Porque o que está acontecendo em Portugal não é novidade para nenhum jornalista independente no Brasil. Existe hoje uma verdadeira caça às bruxas contra aqueles que não pensam igual. O recado é claro: ou você se alinha, ou será esmagado.

O sistema é inteligente, corrosivo e cruel. Ele não vem de frente. Ele mina silenciosamente até te empurrar para um canto. E, quando você decide ir contra ele, você é aniquilado.

A nova geração e o velho sistema

Vejo, hoje, uma nova geração de jornalistas de peito estufado, defendendo pautas com garra, acreditando que a coragem basta.

De certa forma, eu me reconheço neles. Eu também já fui assim, já acreditei que a integridade e o bom jornalismo seriam suficientes para enfrentar o sistema. Mas a realidade é outra: o sistema não se importa com ética, não se importa com verdade. Ele só se importa com poder, custe o que custar.

Isso não significa abrir mão dos princípios. Os meus são inegociáveis. Ética, responsabilidade, verdade — doa a quem doer. Mas é preciso entender que esse é um jogo desigual.

E é nesse jogo que jornalistas estão sendo processados, calados, perseguidos — em Portugal, no Brasil, no mundo inteiro.

O preço de não se calar

O caso das gémeas luso-brasileiras é mais do que uma história de bastidores do poder. É um alerta.

Ele expõe o quanto a imprensa está acuada, o quanto o ato de denunciar — que deveria ser protegido — virou alvo de processos, intimidações e campanhas de desmoralização.

Eu aprendi que o problema nunca foi o silêncio.

O problema é o barulho ensurdecedor de quem prefere calar a verdade.

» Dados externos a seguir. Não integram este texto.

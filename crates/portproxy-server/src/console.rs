//! Interactive console: one line in, one registry call out.

use crate::forward::MappingRegistry;
use portproxy_core::{MappingId, MappingRequest, Protocol, ProxyError, ProxyResult, Target};
use std::future::Future;
use std::io::{BufRead, Write};
use std::net::{IpAddr, SocketAddr};
use tokio::sync::mpsc;
use tracing::debug;

const PROMPT: &str = "portproxy> ";

const HELP: &[&str] = &[
    "help - prints this help menu",
    "quit - quits this program",
    "mappings - prints all mappings",
    "unmap <id> - unmaps mapping with id. use \"mappings\" to get the id",
    "proxy [ip:]<port> <port> <protocol> - proxies ip:port through the second port.\n    ip defaults to 127.0.0.1, protocol is tcp, udp or both",
];

/// A parsed console line.
#[derive(Debug, Clone, PartialEq, Eq)]
pub enum Command {
    Empty,
    Help,
    Quit,
    List,
    Unmap(MappingId),
    Proxy(MappingRequest),
}

/// What the console should do after a command ran.
#[derive(Debug, Clone, PartialEq, Eq)]
pub enum Reply {
    Text(String),
    Quit,
}

/// Parse one console line. Errors carry a user-facing message.
pub fn parse_command(line: &str) -> ProxyResult<Command> {
    let mut words = line.split_whitespace();
    let Some(command) = words.next() else {
        return Ok(Command::Empty);
    };
    let args: Vec<&str> = words.collect();

    match command {
        "help" => Ok(Command::Help),
        "quit" | "exit" => Ok(Command::Quit),
        "mappings" => Ok(Command::List),
        "unmap" => match args.as_slice() {
            [] => Err(ProxyError::InvalidCommand("no id specified".to_string())),
            [id] => id
                .parse()
                .map(Command::Unmap)
                .map_err(|_| ProxyError::InvalidCommand(format!("invalid id: {id}"))),
            _ => Err(ProxyError::InvalidCommand(
                "usage: unmap <id>".to_string(),
            )),
        },
        "proxy" => {
            let [internal, external, protocol] = args.as_slice() else {
                return Err(ProxyError::InvalidCommand(
                    "usage: proxy [ip:]<port> <port> <protocol>".to_string(),
                ));
            };
            let (host, internal_port) = parse_internal(internal)?;
            let external_port = external
                .parse::<u16>()
                .map_err(|_| ProxyError::InvalidPort(format!("invalid external port: {external}")))?;
            let protocol = protocol.parse::<Protocol>()?;
            Ok(Command::Proxy(MappingRequest {
                protocol,
                external_port,
                target: Target::new(host.as_deref(), internal_port),
            }))
        }
        other => Err(ProxyError::InvalidCommand(format!("unknown command: {other}"))),
    }
}

/// Parse `[ip:]port`. IPv6 addresses are written `[addr]:port`.
fn parse_internal(arg: &str) -> ProxyResult<(Option<String>, u16)> {
    if let Ok(addr) = arg.parse::<SocketAddr>() {
        return Ok((Some(addr.ip().to_string()), nonzero_port(addr.port(), arg)?));
    }

    let (host, port) = match arg.rsplit_once(':') {
        Some(("", port)) => (None, port),
        Some((host, port)) => {
            let ip = host
                .parse::<IpAddr>()
                .map_err(|_| ProxyError::InvalidAddress(host.to_string()))?;
            (Some(ip.to_string()), port)
        }
        None => (None, arg),
    };
    let port = port
        .parse::<u16>()
        .map_err(|_| ProxyError::InvalidPort(format!("invalid source port: {port}")))?;
    Ok((host, nonzero_port(port, arg)?))
}

fn nonzero_port(port: u16, arg: &str) -> ProxyResult<u16> {
    if port == 0 {
        return Err(ProxyError::InvalidPort(format!("invalid source port: {arg}")));
    }
    Ok(port)
}

/// Run one command against the registry.
pub async fn execute(registry: &mut MappingRegistry, command: Command) -> Reply {
    match command {
        Command::Empty => Reply::Text(String::new()),
        Command::Quit => Reply::Quit,
        Command::Help => {
            let mut text = String::from("help menu:");
            for line in HELP {
                text.push_str("\n  ");
                text.push_str(line);
            }
            Reply::Text(text)
        }
        Command::List => {
            let mut text = String::from("active mappings:");
            for mapping in registry.list() {
                text.push_str(&format!("\n {mapping}"));
            }
            Reply::Text(text)
        }
        Command::Unmap(id) => match registry.remove(id).await {
            Ok(_) => Reply::Text(format!("terminated proxy with id {id}")),
            Err(ProxyError::MappingNotFound(_)) => Reply::Text("id not found".to_string()),
            Err(e) => Reply::Text(format!("unmap failed: {e}")),
        },
        Command::Proxy(request) => match registry.add(request).await {
            Ok(m) => Reply::Text(format!(
                "started proxy {} for {} on port {}",
                m.id, m.protocol, m.external_port
            )),
            Err(e) => Reply::Text(format!("proxy failed: {e}")),
        },
    }
}

/// Read commands from stdin until `quit`, end of input, or `shutdown` resolves.
pub async fn run<F>(registry: &mut MappingRegistry, shutdown: F) -> std::io::Result<()>
where
    F: Future<Output = ()>,
{
    let mut lines = spawn_stdin_reader();
    tokio::pin!(shutdown);

    println!("type \"help\" for help, or \"quit\" to quit...");
    loop {
        print!("{PROMPT}");
        std::io::stdout().flush()?;

        let line = tokio::select! {
            _ = &mut shutdown => {
                println!();
                break;
            }
            line = lines.recv() => match line {
                Some(line) => line,
                None => {
                    debug!("console input closed");
                    break;
                }
            },
        };

        let reply = match parse_command(&line) {
            Ok(command) => execute(registry, command).await,
            Err(e) => Reply::Text(e.to_string()),
        };
        match reply {
            Reply::Quit => break,
            Reply::Text(text) if text.is_empty() => {}
            Reply::Text(text) => println!("{text}"),
        }
    }
    Ok(())
}

/// Forward stdin lines from a dedicated thread, so a pending read never
/// holds up runtime shutdown.
fn spawn_stdin_reader() -> mpsc::Receiver<String> {
    let (tx, rx) = mpsc::channel(16);
    std::thread::spawn(move || {
        for line in std::io::stdin().lock().lines() {
            let Ok(line) = line else { break };
            if tx.blocking_send(line).is_err() {
                break;
            }
        }
    });
    rx
}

E enquanto aceitarmos esse barulho, centímetro a centímetro, a liberdade de imprensa será corroída até que reste apenas o eco do que um dia foi jornalismo.

Basta uma simples pesquisa na internet para perceber que este não é um caso isolado. O que não faltam são exemplos, no Brasil e no mundo, de jornalistas e comunicadores processados — alguns perseguidos judicialmente, outros intimidados física ou moralmente — simplesmente por fazerem o seu trabalho. Casos emblemáticos se repetem em diferentes estados: repórteres investigativos em Pernambuco, Minas Gerais, Rio Grande do Norte, São Paulo e tantos outros cantos do país enfrentando processos milionários, censura velada e tentativas de silenciamento.

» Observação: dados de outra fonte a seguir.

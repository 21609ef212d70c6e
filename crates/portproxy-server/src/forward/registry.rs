//! The set of active mappings: identity assignment, engine startup, removal.

use super::{tcp, udp, ForwardContext};
use portproxy_core::{
    ActiveMapping, MappingId, MappingRequest, PlannedMapping, ProxyError, ProxyResult,
};
use tracing::{error, info, warn};

/// Active mappings, owned by the console task.
///
/// Identities start at 0, increase by one per [`add`](Self::add) call, and
/// are never reused within a process, even after removal or a failed start.
pub struct MappingRegistry {
    ctx: ForwardContext,
    next_id: MappingId,
    mappings: Vec<ActiveMapping>,
}

impl MappingRegistry {
    pub fn new(ctx: ForwardContext) -> Self {
        Self {
            ctx,
            next_id: 0,
            mappings: Vec::new(),
        }
    }

    /// Assign an identity and start the engine(s) for `request`.
    ///
    /// For [`Protocol::Both`](portproxy_core::Protocol::Both) the TCP and UDP
    /// engines start independently; UDP binds the port TCP obtained. The
    /// mapping is recorded if at least one engine started.
    ///
    /// # Errors
    ///
    /// Returns the startup error when no engine could start (the identity is
    /// still consumed), or [`ProxyError::IdentitiesExhausted`].
    pub async fn add(&mut self, request: MappingRequest) -> ProxyResult<ActiveMapping> {
        let id = self.allocate_id()?;
        let external_port = self.start_engines(id, &request).await?;

        let mapping = ActiveMapping {
            id,
            protocol: request.protocol,
            external_port,
            target: request.target,
        };
        info!(
            mapping_id = id,
            protocol = %mapping.protocol,
            port = external_port,
            target = %mapping.target,
            "mapping started"
        );
        self.mappings.push(mapping.clone());
        Ok(mapping)
    }

    /// Start every planned startup mapping, logging the ones that fail.
    ///
    /// Returns the number that started.
    pub async fn add_planned(&mut self, planned: Vec<PlannedMapping>) -> usize {
        let mut started = 0;
        for PlannedMapping { index, request } in planned {
            match self.add(request).await {
                Ok(_) => started += 1,
                Err(e) => error!(index, error = %e, "failed to start configured mapping"),
            }
        }
        started
    }

    /// Remove a mapping and close everything registered under it.
    ///
    /// The record disappears from [`list`](Self::list) immediately; the
    /// sockets close as their owners observe the signal.
    ///
    /// # Errors
    ///
    /// [`ProxyError::MappingNotFound`] if `id` is not active (including a
    /// second removal of the same identity).
    pub async fn remove(&mut self, id: MappingId) -> ProxyResult<ActiveMapping> {
        let position = self
            .mappings
            .iter()
            .position(|m| m.id == id)
            .ok_or(ProxyError::MappingNotFound(id))?;
        let mapping = self.mappings.remove(position);

        let signaled = self.ctx.terminator.close(id).await?;
        info!(mapping_id = id, signaled, "mapping removed");
        Ok(mapping)
    }

    /// Snapshot of the active mappings, in creation order.
    pub fn list(&self) -> Vec<ActiveMapping> {
        self.mappings.clone()
    }

    /// Close every mapping (process shutdown).
    pub async fn close_all(&mut self) -> ProxyResult<usize> {
        self.mappings.clear();
        let signaled = self.ctx.terminator.close_all().await?;
        info!(signaled, "all mappings closed");
        Ok(signaled)
    }

    fn allocate_id(&mut self) -> ProxyResult<MappingId> {
        let id = self.next_id;
        self.next_id = id.checked_add(1).ok_or(ProxyError::IdentitiesExhausted)?;
        Ok(id)
    }

    async fn start_engines(&self, id: MappingId, request: &MappingRequest) -> ProxyResult<u16> {
        let mut port = request.external_port;
        let mut started = false;
        let mut first_error = None;

        if request.protocol.includes_tcp() {
            match tcp::start(self.ctx.clone(), id, port, request.target.clone()).await {
                Ok(actual) => {
                    port = actual;
                    started = true;
                }
                Err(e) => {
                    warn!(mapping_id = id, error = %e, "tcp engine failed to start");
                    first_error = Some(e);
                }
            }
        }

        if request.protocol.includes_udp() {
            match udp::start(self.ctx.clone(), id, port, request.target.clone()).await {
                Ok(actual) => {
                    port = actual;
                    started = true;
                }
                Err(e) => {
                    warn!(mapping_id = id, error = %e, "udp engine failed to start");
                    first_error.get_or_insert(e);
                }
            }
        }

        match first_error {
            Some(e) if !started => Err(e),
            _ => Ok(port),
        }
    }
}

#[cfg(test)]
mod tests {
    use super::*;
    use crate::forward::test_support::{context, tcp_echo, udp_echo};
    use portproxy_core::{Configuration, MappingDecl, PortRange, Protocol, Target};
    use std::time::Duration;
    use tokio::io::{AsyncReadExt, AsyncWriteExt};
    use tokio::net::{TcpListener, TcpStream, UdpSocket};
    use tokio::time::timeout;

    const WAIT: Duration = Duration::from_secs(5);

    fn request(protocol: Protocol, target_port: u16) -> MappingRequest {
        MappingRequest {
            protocol,
            external_port: 0,
            target: Target::new(None, target_port),
        }
    }

    #[tokio::test]
    async fn test_add_list_remove() {
        let mut registry = MappingRegistry::new(context(true));
        let echo = tcp_echo().await;

        let a = registry.add(request(Protocol::Tcp, echo)).await.unwrap();
        let b = registry.add(request(Protocol::Tcp, echo)).await.unwrap();
        assert_eq!((a.id, b.id), (0, 1));
        assert_eq!(registry.list(), vec![a.clone(), b.clone()]);

        let removed = registry.remove(a.id).await.unwrap();
        assert_eq!(removed, a);
        assert_eq!(registry.list(), vec![b]);

        assert!(matches!(
            registry.remove(a.id).await,
            Err(ProxyError::MappingNotFound(0))
        ));
    }

    #[tokio::test]
    async fn test_identities_never_reused() {
        let mut registry = MappingRegistry::new(context(true));
        let echo = tcp_echo().await;

        let mut last = None;
        for _ in 0..4 {
            let m = registry.add(request(Protocol::Tcp, echo)).await.unwrap();
            if let Some(prev) = last {
                assert!(m.id > prev);
            }
            registry.remove(m.id).await.unwrap();
            last = Some(m.id);
        }

        // A failed start still consumes its identity.
        let taken = TcpListener::bind("127.0.0.1:0").await.unwrap();
        let busy = MappingRequest {
            external_port: taken.local_addr().unwrap().port(),
            ..request(Protocol::Tcp, echo)
        };
        assert!(registry.add(busy).await.is_err());
        let next = registry.add(request(Protocol::Tcp, echo)).await.unwrap();
        assert_eq!(next.id, 5);
        assert_eq!(registry.list().len(), 1);
    }

    #[tokio::test]
    async fn test_remove_closes_listener() {
        let mut registry = MappingRegistry::new(context(true));
        let echo = tcp_echo().await;
        let m = registry.add(request(Protocol::Tcp, echo)).await.unwrap();

        let mut client = TcpStream::connect(("127.0.0.1", m.external_port)).await.unwrap();
        client.write_all(b"abc").await.unwrap();
        let mut buf = [0u8; 3];
        timeout(WAIT, client.read_exact(&mut buf)).await.unwrap().unwrap();

        registry.remove(m.id).await.unwrap();
        let n = timeout(WAIT, client.read(&mut buf)).await.unwrap().unwrap_or(0);
        assert_eq!(n, 0);
    }

    #[tokio::test]
    async fn test_both_shares_external_port() {
        let mut registry = MappingRegistry::new(context(true));
        // TCP and UDP echo on different internal ports cannot share one
        // target, so point both at the UDP echo port and only exercise UDP.
        let (udp_port, _) = udp_echo().await;
        let m = registry.add(request(Protocol::Both, udp_port)).await.unwrap();
        assert_eq!(m.protocol, Protocol::Both);

        let client = UdpSocket::bind("127.0.0.1:0").await.unwrap();
        client.connect(("127.0.0.1", m.external_port)).await.unwrap();
        client.send(b"dual").await.unwrap();
        let mut buf = [0u8; 8];
        let n = timeout(WAIT, client.recv(&mut buf)).await.unwrap().unwrap();
        assert_eq!(&buf[..n], b"dual");

        // And the TCP listener accepts on the same port.
        assert!(TcpStream::connect(("127.0.0.1", m.external_port)).await.is_ok());
    }

    #[tokio::test]
    async fn test_close_all_clears() {
        let mut registry = MappingRegistry::new(context(true));
        let echo = tcp_echo().await;
        registry.add(request(Protocol::Tcp, echo)).await.unwrap();
        registry.add(request(Protocol::Tcp, echo)).await.unwrap();
        assert_eq!(registry.close_all().await.unwrap(), 2);
        assert!(registry.list().is_empty());
    }

    #[tokio::test]
    async fn test_add_planned_from_config() {
        let free = TcpListener::bind("127.0.0.1:0").await.unwrap();
        let start = free.local_addr().unwrap().port();
        drop(free);

        let echo = tcp_echo().await;
        let decl = |disabled| MappingDecl {
            disabled,
            protocol: Protocol::Tcp,
            internal_ip: None,
            internal_port: echo,
            port_offset: 0,
        };
        let cfg = Configuration {
            port_range: PortRange { start, end: start },
            auto_port: true,
            mappings: vec![decl(false), decl(true)],
            ..Default::default()
        };

        let mut registry = MappingRegistry::new(context(true));
        let started = registry.add_planned(cfg.plan_mappings().unwrap()).await;
        assert_eq!(started, 1);
        let listed = registry.list();
        assert_eq!(listed.len(), 1);
        assert_eq!(listed[0].id, 0);
        assert_eq!(listed[0].external_port, start);
    }
}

Em Sergipe, o caso do amigo jornalista Cristian Góes ficou marcado como um símbolo de inversão de valores: ele foi condenado criminalmente por uma crônica ficcional e, depois, condenado a pagar R$ 30 mil por danos morais a um desembargador — episódio que motivou manifestações de entidades como ARTIGO 19, Intervozes e FENAJ, que levaram o tema à Comissão Interamericana de Direitos Humanos. O caso é citado, anos depois, como exemplo de assédio judicial contra a liberdade de expressão.

Em Alagoas, há registros que ilustram tanto a censura via tribunais quanto condenações com efeito inibidor. O jornalista Lucas Figueiredo foi condenado pelo TJ-AL em ação de danos morais movida por um juiz — decisão com indenização elevada e obstáculos processuais ao recurso, destacada pela Abraji.

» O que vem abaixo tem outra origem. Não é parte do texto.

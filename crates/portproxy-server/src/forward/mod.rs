//! Forwarding core: per-protocol engines, termination and the mapping registry.
//!
//! # Submodule Architecture
//!
//! - **[`terminator`]**: The [`Terminator`] coordinator task. Every engine
//!   registers its listener and session sockets under the mapping's
//!   identity; unmap and shutdown requests flow through it.
//!
//! - **[`tcp`]**: Binds one listener per mapping, applies access control to
//!   each accepted connection, dials the internal target, and runs two
//!   independent relay loops per connection.
//!
//! - **[`udp`]**: Binds one socket per mapping and multiplexes client
//!   addresses onto dedicated upstream sockets, piping replies back.
//!
//! - **[`registry`]**: The [`MappingRegistry`], which assigns identities and
//!   owns engine startup and removal.
//!
//! - **[`framing`]**: Chunked read reassembly shared by both engines.
//!
//! # Data Flow
//!
//! ```text
//! MappingRegistry::add
//!   → tcp::start / udp::start
//!       → bind, Terminator::guard(id)
//!       → spawn accept / datagram loop
//!           → AccessController::is_allowed
//!           → dial internal target, Terminator::guard(id)
//!           → spawn relay / reply tasks
//! MappingRegistry::remove → Terminator::close(id) → loops observe CloseSignal
//! ```

pub mod framing;
pub mod registry;
pub mod tcp;
pub mod terminator;
pub mod udp;

#[cfg(test)]
pub(crate) mod test_support;

pub use registry::MappingRegistry;
pub use terminator::{CloseSignal, Terminator};

use portproxy_core::AccessController;
use std::net::IpAddr;
use std::sync::Arc;

/// Immutable context handed to every engine at construction.
#[derive(Clone)]
pub struct ForwardContext {
    /// Source-IP access decisions.
    pub access: Arc<AccessController>,
    /// Termination coordinator handle.
    pub terminator: Terminator,
    /// Local address listeners bind to.
    pub listen_address: IpAddr,
}

impl ForwardContext {
    pub fn new(access: AccessController, terminator: Terminator, listen_address: IpAddr) -> Self {
        Self {
            access: Arc::new(access),
            terminator,
            listen_address,
        }
    }
}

E o problema é estrutural: no monitoramento Ctrl+X da Abraji, Alagoas figura entre os estados com mais pedidos de censura prévia em disputas eleitorais; mais recentemente, decisões judiciais foram usadas por atores políticos do estado para remover reportagens críticas. Isso tudo evidencia a linha tênue entre responsabilização legítima e assédio judicial que busca calar o jornalismo.

E antes que digam que estou sendo corporativista, deixo claro que eu não defendo um “salvo-conduto” para jornalistas. Ninguém deve ter carta branca para falar o que quiser, sem compromisso com a verdade e sem responsabilidade.

Palavra dita é como flecha: depois de lançada, não volta mais. E a palavra tem poder — pode construir pontes, mas também pode destruir reputações, famílias, vidas inteiras.

É por isso que eu sempre defendi, e continuo defendendo, um jornalismo ético, sério, responsável. Denunciar exige provas, exige documentos, exige cuidado. Porque falar, até papagaio fala. Mas quem se propõe a expor abusos e ilegalidades não pode se apoiar apenas em achismos ou em versões parciais. Há regras, há técnicas, há a ética que deve guiar cada linha publicada e cada palavra dita.

No entanto, nada disso justifica a perseguição. É possível — e necessário — cobrar responsabilidade sem transformar a Justiça em um instrumento de intimidação.

Porque quando o medo cala o jornalismo, cala também a democracia.